Copy each line in the data that includes the word "TwoPair".

---- Raw data

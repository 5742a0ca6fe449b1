use serde::{Deserialize, Serialize};

use crate::cards::Card;
use crate::deck::Deck;
use crate::errors::GameError;
use crate::score::{score_hand, Score};

/// Number of card slots in a hand.
pub const HAND_SIZE: usize = 5;

/// A five-slot hand bound to the deck it draws replacements from. Between a
/// completed deal and a completed draw every slot is occupied; a discarded
/// slot is empty until the next draw refills it.
#[derive(Debug, Clone, Eq, PartialEq, Serialize, Deserialize)]
pub struct Hand {
    cards: [Option<Card>; HAND_SIZE],
    deck: Deck,
}

impl Hand {
    /// Deals a fresh hand by drawing five cards from the deck. The deck
    /// must hold at least five cards.
    pub fn deal(mut deck: Deck) -> Result<Self, GameError> {
        let mut cards = [None; HAND_SIZE];
        for slot in &mut cards {
            *slot = Some(deck.draw()?);
        }
        Ok(Self { cards, deck })
    }

    /// Restores a hand from explicit slots and the deck it draws from.
    pub fn from_parts(cards: [Option<Card>; HAND_SIZE], deck: Deck) -> Self {
        Self { cards, deck }
    }

    pub fn card_at(&self, index: usize) -> Option<Card> {
        self.cards.get(index).copied().flatten()
    }

    /// Marks the slot empty; idempotent, out-of-range indices are ignored.
    pub fn discard_at(&mut self, index: usize) {
        if let Some(slot) = self.cards.get_mut(index) {
            *slot = None;
        }
    }

    /// Fills every empty slot from the deck in ascending index order.
    /// The deck is checked up front, so a failed draw leaves the hand
    /// unchanged.
    pub fn draw(&mut self) -> Result<(), GameError> {
        let empty = self.cards.iter().filter(|c| c.is_none()).count();
        if self.deck.card_count() < empty {
            return Err(GameError::EmptyDeck);
        }
        for slot in &mut self.cards {
            if slot.is_none() {
                *slot = Some(self.deck.draw()?);
            }
        }
        Ok(())
    }

    pub fn deck(&self) -> &Deck {
        &self.deck
    }

    /// Classifies the hand. Fails with [`GameError::InvalidHand`] if any
    /// slot is empty.
    pub fn score(&self) -> Result<Score, GameError> {
        score_hand(self)
    }
}
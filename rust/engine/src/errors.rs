use thiserror::Error;

use crate::session::PlayState;

#[derive(Debug, Error, PartialEq, Eq)]
pub enum GameError {
    #[error("deck is empty")]
    EmptyDeck,
    #[error("operation requires the '{required}' state, but the session is in '{actual}'")]
    IllegalState {
        required: PlayState,
        actual: PlayState,
    },
    #[error("cannot score a hand with empty slots")]
    InvalidHand,
    #[error("invalid saved session: {0}")]
    InvalidSave(String),
}
use std::fmt;

use serde::{Deserialize, Serialize};

use crate::cards::{all_suits, Card, Rank, Suit};
use crate::errors::GameError;
use crate::hand::{Hand, HAND_SIZE};

/// The ten mutually exclusive hand classifications, ordered from worst to
/// best. The discriminant doubles as the row index into the payout table.
#[derive(Debug, Copy, Clone, Eq, PartialEq, Hash, Ord, PartialOrd)]
pub enum Category {
    Loss = 0,
    OnePair,
    TwoPair,
    ThreeOfAKind,
    Straight,
    Flush,
    FullHouse,
    FourOfAKind,
    StraightFlush,
    RoyalFlush,
}

/// All categories in payout order.
pub const ALL_CATEGORIES: [Category; 10] = [
    Category::Loss,
    Category::OnePair,
    Category::TwoPair,
    Category::ThreeOfAKind,
    Category::Straight,
    Category::Flush,
    Category::FullHouse,
    Category::FourOfAKind,
    Category::StraightFlush,
    Category::RoyalFlush,
];

impl Category {
    /// Display name, e.g. `"Three of a Kind"`.
    pub fn name(self) -> &'static str {
        match self {
            Category::Loss => "Loss",
            Category::OnePair => "One Pair",
            Category::TwoPair => "Two Pair",
            Category::ThreeOfAKind => "Three of a Kind",
            Category::Straight => "Straight",
            Category::Flush => "Flush",
            Category::FullHouse => "Full House",
            Category::FourOfAKind => "Four of a Kind",
            Category::StraightFlush => "Straight Flush",
            Category::RoyalFlush => "Royal Flush",
        }
    }

    /// Looks up a category by display name, `None` if there is no such
    /// category.
    pub fn with_name(name: &str) -> Option<Category> {
        ALL_CATEGORIES.into_iter().find(|c| c.name() == name)
    }
}

impl fmt::Display for Category {
    fn fmt(&self, f: &mut fmt::Formatter<'_>) -> fmt::Result {
        f.write_str(self.name())
    }
}

/// The result of classifying a hand.
///
/// The major and minor ranks identify the primary and secondary rank of the
/// category (the triple and the pair of a full house, the endpoints of a
/// straight); the suit is recorded for flushes. The scoring card indexes are
/// the hand positions that contributed to the category, in ascending order,
/// empty for a loss.
#[derive(Debug, Clone, Eq, PartialEq, Serialize, Deserialize)]
#[serde(into = "ScoreData", try_from = "ScoreData")]
pub struct Score {
    pub category: Category,
    pub major_rank: Option<Rank>,
    pub minor_rank: Option<Rank>,
    pub suit: Option<Suit>,
    pub scoring_card_indexes: Vec<usize>,
}

/// Wire form of a score in saved games: rank and suit fields hold canonical
/// names so saves stay readable.
#[derive(Debug, Clone, Serialize, Deserialize)]
#[serde(rename_all = "camelCase")]
struct ScoreData {
    name: String,
    major_rank: Option<String>,
    minor_rank: Option<String>,
    suit: Option<String>,
    scoring_card_indexes: Vec<usize>,
}

impl From<Score> for ScoreData {
    fn from(score: Score) -> ScoreData {
        ScoreData {
            name: score.category.name().to_string(),
            major_rank: score.major_rank.map(|r| r.name().to_string()),
            minor_rank: score.minor_rank.map(|r| r.name().to_string()),
            suit: score.suit.map(|s| s.name().to_string()),
            scoring_card_indexes: score.scoring_card_indexes,
        }
    }
}

impl TryFrom<ScoreData> for Score {
    type Error = String;

    fn try_from(data: ScoreData) -> Result<Score, String> {
        let category = Category::with_name(&data.name)
            .ok_or_else(|| format!("unknown score name: {}", data.name))?;
        let major_rank = data
            .major_rank
            .map(|n| Rank::with_name(&n).ok_or_else(|| format!("unknown rank name: {n}")))
            .transpose()?;
        let minor_rank = data
            .minor_rank
            .map(|n| Rank::with_name(&n).ok_or_else(|| format!("unknown rank name: {n}")))
            .transpose()?;
        let suit = data
            .suit
            .map(|n| Suit::with_name(&n).ok_or_else(|| format!("unknown suit name: {n}")))
            .transpose()?;
        Ok(Score {
            category,
            major_rank,
            minor_rank,
            suit,
            scoring_card_indexes: data.scoring_card_indexes,
        })
    }
}

/// Classifies a fully occupied five-card hand. Deterministic and pure;
/// fails with [`GameError::InvalidHand`] if any slot is empty.
pub fn score_hand(hand: &Hand) -> Result<Score, GameError> {
    let mut cards = [Card::new(Rank::Two, Suit::Clubs); HAND_SIZE];
    for (i, card) in cards.iter_mut().enumerate() {
        *card = hand.card_at(i).ok_or(GameError::InvalidHand)?;
    }

    // One pass to tabulate rank and suit frequencies; ranks are indexed by
    // value (2..=14).
    let mut rank_counts = [0u8; 15];
    let mut suit_counts = [0u8; 4];
    for &c in &cards {
        rank_counts[c.rank.value() as usize] += 1;
        suit_counts[c.suit as usize] += 1;
    }

    let straight = detect_straight(&rank_counts);
    let flush = detect_flush(&suit_counts);

    if let (Some((major, minor)), Some(suit)) = (straight, flush) {
        let category = if major == Rank::Ace {
            Category::RoyalFlush
        } else {
            Category::StraightFlush
        };
        return Ok(Score {
            category,
            major_rank: Some(major),
            minor_rank: Some(minor),
            suit: Some(suit),
            scoring_card_indexes: all_indexes(),
        });
    }

    if let Some(rank) = rank_with_count(&rank_counts, 4) {
        return Ok(Score {
            category: Category::FourOfAKind,
            major_rank: Some(rank),
            minor_rank: None,
            suit: None,
            scoring_card_indexes: indexes_of_rank(&cards, rank),
        });
    }

    // The triple is found before the pair; two triples cannot coexist in a
    // five-card hand.
    if let Some(triple) = rank_with_count(&rank_counts, 3) {
        if let Some(pair) = rank_with_count(&rank_counts, 2) {
            return Ok(Score {
                category: Category::FullHouse,
                major_rank: Some(triple),
                minor_rank: Some(pair),
                suit: None,
                scoring_card_indexes: all_indexes(),
            });
        }
    }

    if let Some(suit) = flush {
        return Ok(Score {
            category: Category::Flush,
            major_rank: None,
            minor_rank: None,
            suit: Some(suit),
            scoring_card_indexes: all_indexes(),
        });
    }

    if let Some((major, minor)) = straight {
        return Ok(Score {
            category: Category::Straight,
            major_rank: Some(major),
            minor_rank: Some(minor),
            suit: None,
            scoring_card_indexes: all_indexes(),
        });
    }

    if let Some(rank) = rank_with_count(&rank_counts, 3) {
        return Ok(Score {
            category: Category::ThreeOfAKind,
            major_rank: Some(rank),
            minor_rank: None,
            suit: None,
            scoring_card_indexes: indexes_of_rank(&cards, rank),
        });
    }

    // Pairs collected high to low, so the first is the major pair.
    let pairs = pair_ranks(&rank_counts);
    if pairs.len() == 2 {
        return Ok(Score {
            category: Category::TwoPair,
            major_rank: Some(pairs[0]),
            minor_rank: Some(pairs[1]),
            suit: None,
            scoring_card_indexes: indexes_of_ranks(&cards, pairs[0], pairs[1]),
        });
    }

    // Jacks or better: a lone pair below jack pays nothing.
    if let Some(&rank) = pairs.first() {
        if rank.value() >= Rank::Jack.value() {
            return Ok(Score {
                category: Category::OnePair,
                major_rank: Some(rank),
                minor_rank: None,
                suit: None,
                scoring_card_indexes: indexes_of_rank(&cards, rank),
            });
        }
    }

    Ok(Score {
        category: Category::Loss,
        major_rank: None,
        minor_rank: None,
        suit: None,
        scoring_card_indexes: Vec::new(),
    })
}

fn all_indexes() -> Vec<usize> {
    (0..HAND_SIZE).collect()
}

/// Returns the (major, minor) endpoint ranks of a straight, scanning the
/// five-wide windows from ace-high down, then the wheel. In the wheel the
/// ace plays low for adjacency but is still reported as the minor endpoint
/// under its normal high identity.
fn detect_straight(rank_counts: &[u8; 15]) -> Option<(Rank, Rank)> {
    for high in (6..=14u8).rev() {
        if (0..5u8).all(|off| rank_counts[(high - off) as usize] > 0) {
            return Some((Rank::with_value(high)?, Rank::with_value(high - 4)?));
        }
    }
    let wheel = rank_counts[Rank::Ace.value() as usize] > 0
        && (2..=5usize).all(|value| rank_counts[value] > 0);
    if wheel {
        return Some((Rank::Five, Rank::Ace));
    }
    None
}

fn detect_flush(suit_counts: &[u8; 4]) -> Option<Suit> {
    all_suits()
        .into_iter()
        .find(|&s| suit_counts[s as usize] == HAND_SIZE as u8)
}

/// The highest rank held exactly `count` times, if any.
fn rank_with_count(rank_counts: &[u8; 15], count: u8) -> Option<Rank> {
    for value in (2..=14u8).rev() {
        if rank_counts[value as usize] == count {
            return Rank::with_value(value);
        }
    }
    None
}

/// All ranks held exactly twice, highest first.
fn pair_ranks(rank_counts: &[u8; 15]) -> Vec<Rank> {
    (2..=14u8)
        .rev()
        .filter(|&value| rank_counts[value as usize] == 2)
        .filter_map(Rank::with_value)
        .collect()
}

fn indexes_of_rank(cards: &[Card; HAND_SIZE], rank: Rank) -> Vec<usize> {
    cards
        .iter()
        .enumerate()
        .filter(|(_, c)| c.rank == rank)
        .map(|(i, _)| i)
        .collect()
}

fn indexes_of_ranks(cards: &[Card; HAND_SIZE], first: Rank, second: Rank) -> Vec<usize> {
    cards
        .iter()
        .enumerate()
        .filter(|(_, c)| c.rank == first || c.rank == second)
        .map(|(i, _)| i)
        .collect()
}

--------

**Completed exercise**
    TwoPair,
    Category::TwoPair,
            Category::TwoPair => "Two Pair",
            category: Category::TwoPair,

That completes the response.